In a July 23 Wall Street Journal article, reporter Jesse Drucker wrote that Sen. Barack Obama has said he will "seek to raise" the capital gains tax to "at least 20%, the rate before the 2003 cut, and possibly higher." In fact, Obama has said he would not raise the capital gains tax on individuals with income of less than $250,000 -- a fact noted by WSJ reporter Tom Herman in a July 20 "Ask Dow Jones" Q-and-A; Herman wrote, "Sen. Obama also proposes increasing taxes on long-term capital gains and dividends, but only for those people making more than $250,000."
In a videotaped interview with CNBC's John Harwood that aired on June 10, Obama said, "[K]eep in mind on all of these proposals, what I have said is, let's make sure that we define the well-off so that we're not hitting the middle class. I generally define well-off as people who are making $250,000 a year or more, and that means, for example, if we raise the capital gains tax, I would exempt people who are essentially small investors, and really capture the -- those who have done very, very well over the last two decades."
Indeed, Obama's published tax proposal expressly states: "Barack Obama Will Only Raise Taxes for Those Earning Over $250,000 Per Year."

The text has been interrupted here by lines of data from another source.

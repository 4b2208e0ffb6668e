//! Bridge build options.
//!
//! Options are usually read from a `bridge.toml` next to the project
//! manifest. Every field has a default, so an empty file is valid:
//!
//! ```toml
//! target = "alipay"
//! max_depth = 12
//! minimize = false
//! ```

use std::fmt;
use std::path::Path;

use serde::{Deserialize, Serialize};

use crate::error::{Result, TrimError};

/// Default nesting depth of generated bridge templates.
pub const DEFAULT_MAX_DEPTH: usize = 10;

/// Directory the bridge files are written to.
pub const BRIDGE_OUTPUT_PATH: &str = "_goji";

/// Package whose named imports are host components.
pub const FRAMEWORK_PACKAGE: &str = "@goji/core";

/// Mini-program platform the bridge is generated for.
#[derive(Debug, Clone, Copy, Default, PartialEq, Eq, Hash, Serialize, Deserialize)]
#[serde(rename_all = "lowercase")]
pub enum Target {
    /// WeChat.
    #[default]
    Wechat,
    /// Baidu smart programs.
    Baidu,
    /// Alipay.
    Alipay,
    /// Toutiao / ByteDance.
    Toutiao,
    /// QQ.
    Qq,
}

impl Target {
    /// Name used in configuration and output paths.
    pub fn as_str(self) -> &'static str {
        match self {
            Self::Wechat => "wechat",
            Self::Baidu => "baidu",
            Self::Alipay => "alipay",
            Self::Toutiao => "toutiao",
            Self::Qq => "qq",
        }
    }
}

impl fmt::Display for Target {
    fn fmt(&self, f: &mut fmt::Formatter<'_>) -> fmt::Result {
        f.write_str(self.as_str())
    }
}

/// Options for bridge generation and component trimming.
#[derive(Debug, Clone, PartialEq, Eq, Serialize, Deserialize)]
#[serde(default)]
pub struct BridgeOptions {
    /// Maximum nesting depth of generated bridge templates.
    pub max_depth: usize,
    /// Target platform.
    pub target: Target,
    /// Whether to minimize bridge output.
    pub minimize: bool,
    /// Package whose imports are scanned for host components.
    pub framework_package: String,
    /// Output directory for bridge files.
    pub bridge_output_path: String,
}

impl Default for BridgeOptions {
    fn default() -> Self {
        Self {
            max_depth: DEFAULT_MAX_DEPTH,
            target: Target::default(),
            minimize: minimize_for(std::env::var("NODE_ENV").ok().as_deref()),
            framework_package: FRAMEWORK_PACKAGE.to_string(),
            bridge_output_path: BRIDGE_OUTPUT_PATH.to_string(),
        }
    }
}

impl BridgeOptions {
    /// Parse options from TOML. Missing keys take their defaults.
    pub fn from_toml_str(source: &str) -> Result<Self> {
        let options = toml::from_str(source)?;
        Ok(options)
    }

    /// Read options from a TOML file.
    pub fn from_path(path: impl AsRef<Path>) -> Result<Self> {
        let path = path.as_ref();
        let source = std::fs::read_to_string(path).map_err(|e| TrimError::io(path, e))?;
        Self::from_toml_str(&source)
    }
}

/// Default for [`BridgeOptions::minimize`] given the value of `NODE_ENV`.
///
/// Everything except a development build is minimized.
pub fn minimize_for(node_env: Option<&str>) -> bool {
    node_env != Some("development")
}
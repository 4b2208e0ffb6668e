//! Component name to host tag conversion.

/// Whether an imported name refers to a host component.
///
/// Components are exported with an uppercase first character (`View`,
/// `CoverView`); helpers and hooks are not.
pub fn is_component_name(name: &str) -> bool {
    name.chars().next().is_some_and(char::is_uppercase)
}

/// Convert an identifier to kebab case.
///
/// Words break at non-alphanumeric characters, at lowercase to uppercase
/// transitions, before the last capital of an acronym followed by lowercase,
/// and between letters and digits.
///
/// ```
/// use horizon_bridge_trim::kebab_case;
///
/// assert_eq!(kebab_case("CoverView"), "cover-view");
/// assert_eq!(kebab_case("HTMLView"), "html-view");
/// assert_eq!(kebab_case("Button2"), "button-2");
/// ```
pub fn kebab_case(name: &str) -> String {
    words(name).join("-")
}

fn words(name: &str) -> Vec<String> {
    let chars: Vec<char> = name.chars().collect();
    let mut words = Vec::new();
    let mut current = String::new();

    for (i, &c) in chars.iter().enumerate() {
        if !c.is_alphanumeric() {
            if !current.is_empty() {
                words.push(std::mem::take(&mut current));
            }
            continue;
        }

        if let Some(&prev) = i.checked_sub(1).and_then(|p| chars.get(p))
            && !current.is_empty()
            && is_boundary(prev, c, chars.get(i + 1).copied())
        {
            words.push(std::mem::take(&mut current));
        }
        current.extend(c.to_lowercase());
    }

    if !current.is_empty() {
        words.push(current);
    }
    words
}

fn is_boundary(prev: char, c: char, next: Option<char>) -> bool {
    if prev.is_lowercase() && c.is_uppercase() {
        return true;
    }
    if prev.is_uppercase() && c.is_uppercase() && next.is_some_and(char::is_lowercase) {
        return true;
    }
    prev.is_numeric() != c.is_numeric()
}

#[cfg(test)]
mod tests {
    use super::*;

    #[test]
    fn test_kebab_case() {
        assert_eq!(kebab_case("View"), "view");
        assert_eq!(kebab_case("CoverView"), "cover-view");
        assert_eq!(kebab_case("MovableArea"), "movable-area");
        assert_eq!(kebab_case("OpenData"), "open-data");
        assert_eq!(kebab_case("WebView"), "web-view");
        assert_eq!(kebab_case("HTMLView"), "html-view");
        assert_eq!(kebab_case("Button2"), "button-2");
        assert_eq!(kebab_case("snake_case"), "snake-case");
        assert_eq!(kebab_case("  Spaced  Out "), "spaced-out");
        assert_eq!(kebab_case(""), "");
    }

    #[test]
    fn test_is_component_name() {
        assert!(is_component_name("View"));
        assert!(is_component_name("CoverView"));
        assert!(!is_component_name("render"));
        assert!(!is_component_name("useVisibility"));
        assert!(!is_component_name("_Private"));
        assert!(!is_component_name(""));
    }
}
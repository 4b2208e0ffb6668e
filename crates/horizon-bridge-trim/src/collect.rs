//! Used host component analysis.
//!
//! The bridge template declares every host component the framework knows
//! about. When the build only imports a handful of them, the rest can be
//! left out of the generated bridge. That is only safe when every import of
//! the framework package is a named import; a `require` or a namespace
//! import hides which components are used, so analysis gives up and the
//! full bridge is emitted.

use std::collections::BTreeSet;

use crate::case::{is_component_name, kebab_case};
use crate::error::UnresolvableDependency;
use crate::options::BridgeOptions;
use crate::snapshot::{DependencyKind, DependencySnapshot};

const TARGET: &str = "horizon_bridge_trim::collect";

/// The host components a build uses.
#[derive(Debug, Clone, PartialEq, Eq)]
pub enum UsedComponents {
    /// Kebab-cased host tags, sorted and deduplicated.
    Tags(BTreeSet<String>),
    /// Usage could not be determined; keep every component.
    Untrimmed,
}

impl UsedComponents {
    /// Returns `true` if the bridge can be trimmed.
    pub fn is_trimmed(&self) -> bool {
        matches!(self, Self::Tags(_))
    }

    /// The used tags, if known.
    pub fn tags(&self) -> Option<&BTreeSet<String>> {
        match self {
            Self::Tags(tags) => Some(tags),
            Self::Untrimmed => None,
        }
    }

    /// Whether the bridge must emit `tag`.
    pub fn contains(&self, tag: &str) -> bool {
        match self {
            Self::Tags(tags) => tags.contains(tag),
            Self::Untrimmed => true,
        }
    }

    /// Filter the full list of bridge tags down to those that must be
    /// emitted, preserving the input order.
    pub fn retain<'a>(&self, all_tags: impl IntoIterator<Item = &'a str>) -> Vec<&'a str> {
        all_tags.into_iter().filter(|tag| self.contains(tag)).collect()
    }
}

/// Outcome of [`collect_used_components`].
#[derive(Debug, Clone, PartialEq, Eq)]
pub struct TrimAnalysis {
    /// Host components the bridge has to keep.
    pub used: UsedComponents,
    /// Warnings to surface in the build output.
    pub diagnostics: Vec<UnresolvableDependency>,
}

/// Determine which host components a build uses.
///
/// Never fails: an unanalyzable import produces a diagnostic and
/// [`UsedComponents::Untrimmed`].
pub fn collect_used_components(
    snapshot: &DependencySnapshot,
    options: &BridgeOptions,
) -> TrimAnalysis {
    match collect_imported_names(snapshot, &options.framework_package) {
        Ok(names) => {
            let tags = component_tags(names.iter().map(String::as_str));
            tracing::debug!(
                target: TARGET,
                imported = names.len(),
                components = tags.len(),
                "collected used components"
            );
            TrimAnalysis {
                used: UsedComponents::Tags(tags),
                diagnostics: Vec::new(),
            }
        }
        Err(diagnostic) => {
            tracing::warn!(target: TARGET, resource = diagnostic.resource(), "{diagnostic}");
            TrimAnalysis {
                used: UsedComponents::Untrimmed,
                diagnostics: vec![diagnostic],
            }
        }
    }
}

/// Every name imported from `package` across the script modules.
///
/// Stops at the first import that cannot be analyzed.
#[tracing::instrument(level = "trace", target = "horizon_bridge_trim::collect", skip(snapshot))]
pub fn collect_imported_names(
    snapshot: &DependencySnapshot,
    package: &str,
) -> Result<BTreeSet<String>, UnresolvableDependency> {
    let mut names = BTreeSet::new();

    for module in snapshot.javascript_modules() {
        for dependency in module.dependencies.iter().filter(|d| d.request == package) {
            match (dependency.kind, &dependency.id) {
                (DependencyKind::CommonJsRequire, _) => {
                    return Err(UnresolvableDependency::CommonJsRequire {
                        package: package.to_string(),
                        resource: module.resource.clone(),
                    });
                }
                (DependencyKind::HarmonyImportSpecifier, Some(id)) if !id.is_empty() => {
                    names.insert(id.clone());
                }
                // A missing or empty id is `import * as X`.
                (DependencyKind::HarmonyImportSpecifier, _) => {
                    return Err(UnresolvableDependency::NamespaceImport {
                        package: package.to_string(),
                        resource: module.resource.clone(),
                        local_name: dependency.name.clone().unwrap_or_else(|| "_".to_string()),
                    });
                }
                (DependencyKind::Other, _) => {}
            }
        }
    }

    Ok(names)
}

/// Map imported names to host tags, dropping non-component names.
pub fn component_tags<'a>(names: impl IntoIterator<Item = &'a str>) -> BTreeSet<String> {
    names
        .into_iter()
        .filter(|name| is_component_name(name))
        .map(kebab_case)
        .collect()
}
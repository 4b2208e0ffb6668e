//! Contract between the adaptor and the UI-framework renderer.
//!
//! The renderer is opaque: it decides when to flush its own work and reports
//! each flush as a commit through the [`CommitSink`] it received on mount.

use std::sync::Arc;

use crate::adaptor::CommitSink;
use crate::error::Result;
use crate::lifecycle::LifecycleBus;

/// A UI-framework renderer the adaptor can drive.
pub trait Renderer {
    /// Root element type accepted by [`mount`](Self::mount).
    type Element;

    /// Start rendering `root` (or nothing, for `None`).
    ///
    /// The renderer keeps `cx` and reports every flush through
    /// [`MountContext::sink`], during this call or later.
    fn mount(&mut self, root: Option<Self::Element>, cx: MountContext) -> Result<()>;

    /// Stop rendering. Called once when the adaptor instance unmounts.
    fn unmount(&mut self) {}
}

/// What a renderer receives when it is mounted.
#[derive(Debug, Clone)]
pub struct MountContext {
    sink: CommitSink,
    lifecycle: Arc<LifecycleBus>,
}

impl MountContext {
    pub(crate) fn new(sink: CommitSink, lifecycle: Arc<LifecycleBus>) -> Self {
        Self { sink, lifecycle }
    }

    /// Where commits go.
    pub fn sink(&self) -> &CommitSink {
        &self.sink
    }

    /// The instance's lifecycle bus, for hooks in the rendered tree.
    pub fn lifecycle(&self) -> &Arc<LifecycleBus> {
        &self.lifecycle
    }

    /// Split into parts.
    pub fn into_parts(self) -> (CommitSink, Arc<LifecycleBus>) {
        (self.sink, self.lifecycle)
    }
}
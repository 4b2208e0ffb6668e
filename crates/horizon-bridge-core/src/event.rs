//! Host runtime event source.
//!
//! The host runtime delivers page lifecycle callbacks (`onLoad`, `onShow`,
//! ...) through an [`EventProxy`]. Integrations implement the trait over the
//! platform's page object; [`LocalEventProxy`] is an in-process
//! implementation that can be driven directly.

use std::fmt;
use std::sync::Arc;

use parking_lot::Mutex;
use serde::{Deserialize, Serialize};
use serde_json::Value;

use crate::logging::targets;

/// Host runtime page events.
#[derive(Debug, Clone, Copy, PartialEq, Eq, Hash, Serialize, Deserialize)]
#[serde(rename_all = "camelCase")]
pub enum HostEvent {
    /// Page loaded; payload carries the launch query options.
    OnLoad,
    /// Page became visible.
    OnShow,
    /// Page was hidden.
    OnHide,
    /// First render finished.
    OnReady,
    /// Page is being destroyed.
    OnUnload,
}

impl HostEvent {
    /// Name used by the host runtime.
    pub fn as_str(self) -> &'static str {
        match self {
            Self::OnLoad => "onLoad",
            Self::OnShow => "onShow",
            Self::OnHide => "onHide",
            Self::OnReady => "onReady",
            Self::OnUnload => "onUnload",
        }
    }

    /// Parse a host runtime event name.
    pub fn from_name(name: &str) -> Option<Self> {
        match name {
            "onLoad" => Some(Self::OnLoad),
            "onShow" => Some(Self::OnShow),
            "onHide" => Some(Self::OnHide),
            "onReady" => Some(Self::OnReady),
            "onUnload" => Some(Self::OnUnload),
            _ => None,
        }
    }
}

impl fmt::Display for HostEvent {
    fn fmt(&self, f: &mut fmt::Formatter<'_>) -> fmt::Result {
        f.write_str(self.as_str())
    }
}

/// Callback invoked with the event payload.
pub type EventHandler = Arc<dyn Fn(&Value) + Send + Sync>;

/// Source of host runtime events.
pub trait EventProxy: Send + Sync {
    /// Register `handler` for `event`, returning the handle that removes it.
    fn handle_event(&self, event: HostEvent, handler: EventHandler) -> EventSubscription;
}

/// Handle returned by [`EventProxy::handle_event`].
///
/// Calling [`unsubscribe`](Self::unsubscribe) more than once is a no-op.
/// Dropping the handle does not unsubscribe.
pub struct EventSubscription {
    cancel: Mutex<Option<Box<dyn FnOnce() + Send>>>,
}

impl EventSubscription {
    /// Wrap the closure that removes the handler.
    pub fn new<F>(cancel: F) -> Self
    where
        F: FnOnce() + Send + 'static,
    {
        Self {
            cancel: Mutex::new(Some(Box::new(cancel))),
        }
    }

    /// A handle with nothing to remove.
    pub fn noop() -> Self {
        Self {
            cancel: Mutex::new(None),
        }
    }

    /// Remove the handler.
    pub fn unsubscribe(&self) {
        let cancel = self.cancel.lock().take();
        if let Some(cancel) = cancel {
            cancel();
        }
    }

    /// Whether the handler is still registered through this handle.
    pub fn is_active(&self) -> bool {
        self.cancel.lock().is_some()
    }
}

impl fmt::Debug for EventSubscription {
    fn fmt(&self, f: &mut fmt::Formatter<'_>) -> fmt::Result {
        f.debug_struct("EventSubscription")
            .field("active", &self.is_active())
            .finish()
    }
}

struct Registration {
    id: u64,
    event: HostEvent,
    handler: EventHandler,
}

#[derive(Default)]
struct Registrations {
    next_id: u64,
    entries: Vec<Registration>,
}

/// In-process [`EventProxy`] that dispatches events handed to it.
///
/// Handlers for one event run in registration order. Cloning the proxy
/// shares the handler list.
#[derive(Clone, Default)]
pub struct LocalEventProxy {
    inner: Arc<Mutex<Registrations>>,
}

impl LocalEventProxy {
    /// Create a proxy with no handlers.
    pub fn new() -> Self {
        Self::default()
    }

    /// Deliver `event` to every handler registered for it.
    ///
    /// Returns the number of handlers invoked. Handlers run without the
    /// internal lock held.
    pub fn dispatch(&self, event: HostEvent, payload: &Value) -> usize {
        let handlers: Vec<EventHandler> = self
            .inner
            .lock()
            .entries
            .iter()
            .filter(|r| r.event == event)
            .map(|r| r.handler.clone())
            .collect();
        tracing::trace!(target: targets::EVENT, %event, handlers = handlers.len(), "dispatching host event");
        for handler in &handlers {
            handler(payload);
        }
        handlers.len()
    }

    /// Number of handlers registered for `event`.
    pub fn handler_count(&self, event: HostEvent) -> usize {
        self.inner
            .lock()
            .entries
            .iter()
            .filter(|r| r.event == event)
            .count()
    }
}

impl EventProxy for LocalEventProxy {
    fn handle_event(&self, event: HostEvent, handler: EventHandler) -> EventSubscription {
        let id = {
            let mut inner = self.inner.lock();
            let id = inner.next_id;
            inner.next_id += 1;
            inner.entries.push(Registration { id, event, handler });
            id
        };
        tracing::trace!(target: targets::EVENT, %event, id, "registered host event handler");

        let weak = Arc::downgrade(&self.inner);
        EventSubscription::new(move || {
            if let Some(inner) = weak.upgrade() {
                inner.lock().entries.retain(|r| r.id != id);
            }
        })
    }
}

impl fmt::Debug for LocalEventProxy {
    fn fmt(&self, f: &mut fmt::Formatter<'_>) -> fmt::Result {
        f.debug_struct("LocalEventProxy")
            .field("handlers", &self.inner.lock().entries.len())
            .finish()
    }
}

#[cfg(test)]
mod tests {
    use super::*;

    #[test]
    fn test_event_names_round_trip() {
        for event in [
            HostEvent::OnLoad,
            HostEvent::OnShow,
            HostEvent::OnHide,
            HostEvent::OnReady,
            HostEvent::OnUnload,
        ] {
            assert_eq!(HostEvent::from_name(event.as_str()), Some(event));
        }
        assert_eq!(HostEvent::from_name("onTap"), None);
    }

    #[test]
    fn test_dispatch_only_matching_event() {
        let proxy = LocalEventProxy::new();
        let received = Arc::new(Mutex::new(Vec::new()));

        let r = received.clone();
        proxy.handle_event(
            HostEvent::OnShow,
            Arc::new(move |v: &Value| r.lock().push(v.clone())),
        );

        assert_eq!(proxy.dispatch(HostEvent::OnHide, &Value::Null), 0);
        assert_eq!(proxy.dispatch(HostEvent::OnShow, &Value::from(1)), 1);
        assert_eq!(*received.lock(), vec![Value::from(1)]);
    }

    #[test]
    fn test_unsubscribe_is_idempotent() {
        let proxy = LocalEventProxy::new();
        let sub = proxy.handle_event(HostEvent::OnLoad, Arc::new(|_: &Value| {}));
        assert_eq!(proxy.handler_count(HostEvent::OnLoad), 1);
        assert!(sub.is_active());

        sub.unsubscribe();
        sub.unsubscribe();
        assert!(!sub.is_active());
        assert_eq!(proxy.handler_count(HostEvent::OnLoad), 0);
    }

    #[test]
    fn test_handler_may_register_during_dispatch() {
        let proxy = LocalEventProxy::new();
        let inner = proxy.clone();
        proxy.handle_event(
            HostEvent::OnReady,
            Arc::new(move |_: &Value| {
                inner.handle_event(HostEvent::OnReady, Arc::new(|_: &Value| {}));
            }),
        );

        assert_eq!(proxy.dispatch(HostEvent::OnReady, &Value::Null), 1);
        assert_eq!(proxy.handler_count(HostEvent::OnReady), 2);
    }
}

From Drucker's July 23 Wall Street Journal article:
The figures about the relative income and tax rates of the wealthiest Americans come as the presumptive presidential candidates are in a debate about taxes. Congress and the next president will have to decide whether to extend several Bush-era tax cuts, including the 2003 reduction in tax rates on capital gains and dividends. Experts said those tax cuts in particular are playing a major role in falling tax rates for the very wealthy.
Sen. John McCain has proposed extending the lower tax rates of 15% on long-term capital gains and dividends that apply to most taxpayers, while Sen. Barack Obama has said he will seek to raise them to at least 20%, the rate before the 2003 cut, and possibly higher.
From Herman's July 20 Wall Street Journal "Ask Dow Jones" column:
Q: What are the federal income tax brackets and rates likely to be for tax year 2009? If it's too soon to have even somewhat reliable information, when might it be possible to make a prediction?
A.K., Rancho Murieta, Calif.
A: The Internal Revenue Service won't announce official income thresholds and other inflation-adjusted tax numbers, such as the standard deduction and personal exemption amounts, for tax year 2009 until late this year. However, I usually get reliable estimates, calculated by three respected private-sector tax experts, well before the IRS numbers are issued.
Last year, we published an early peek at the numbers for 2008 in late September.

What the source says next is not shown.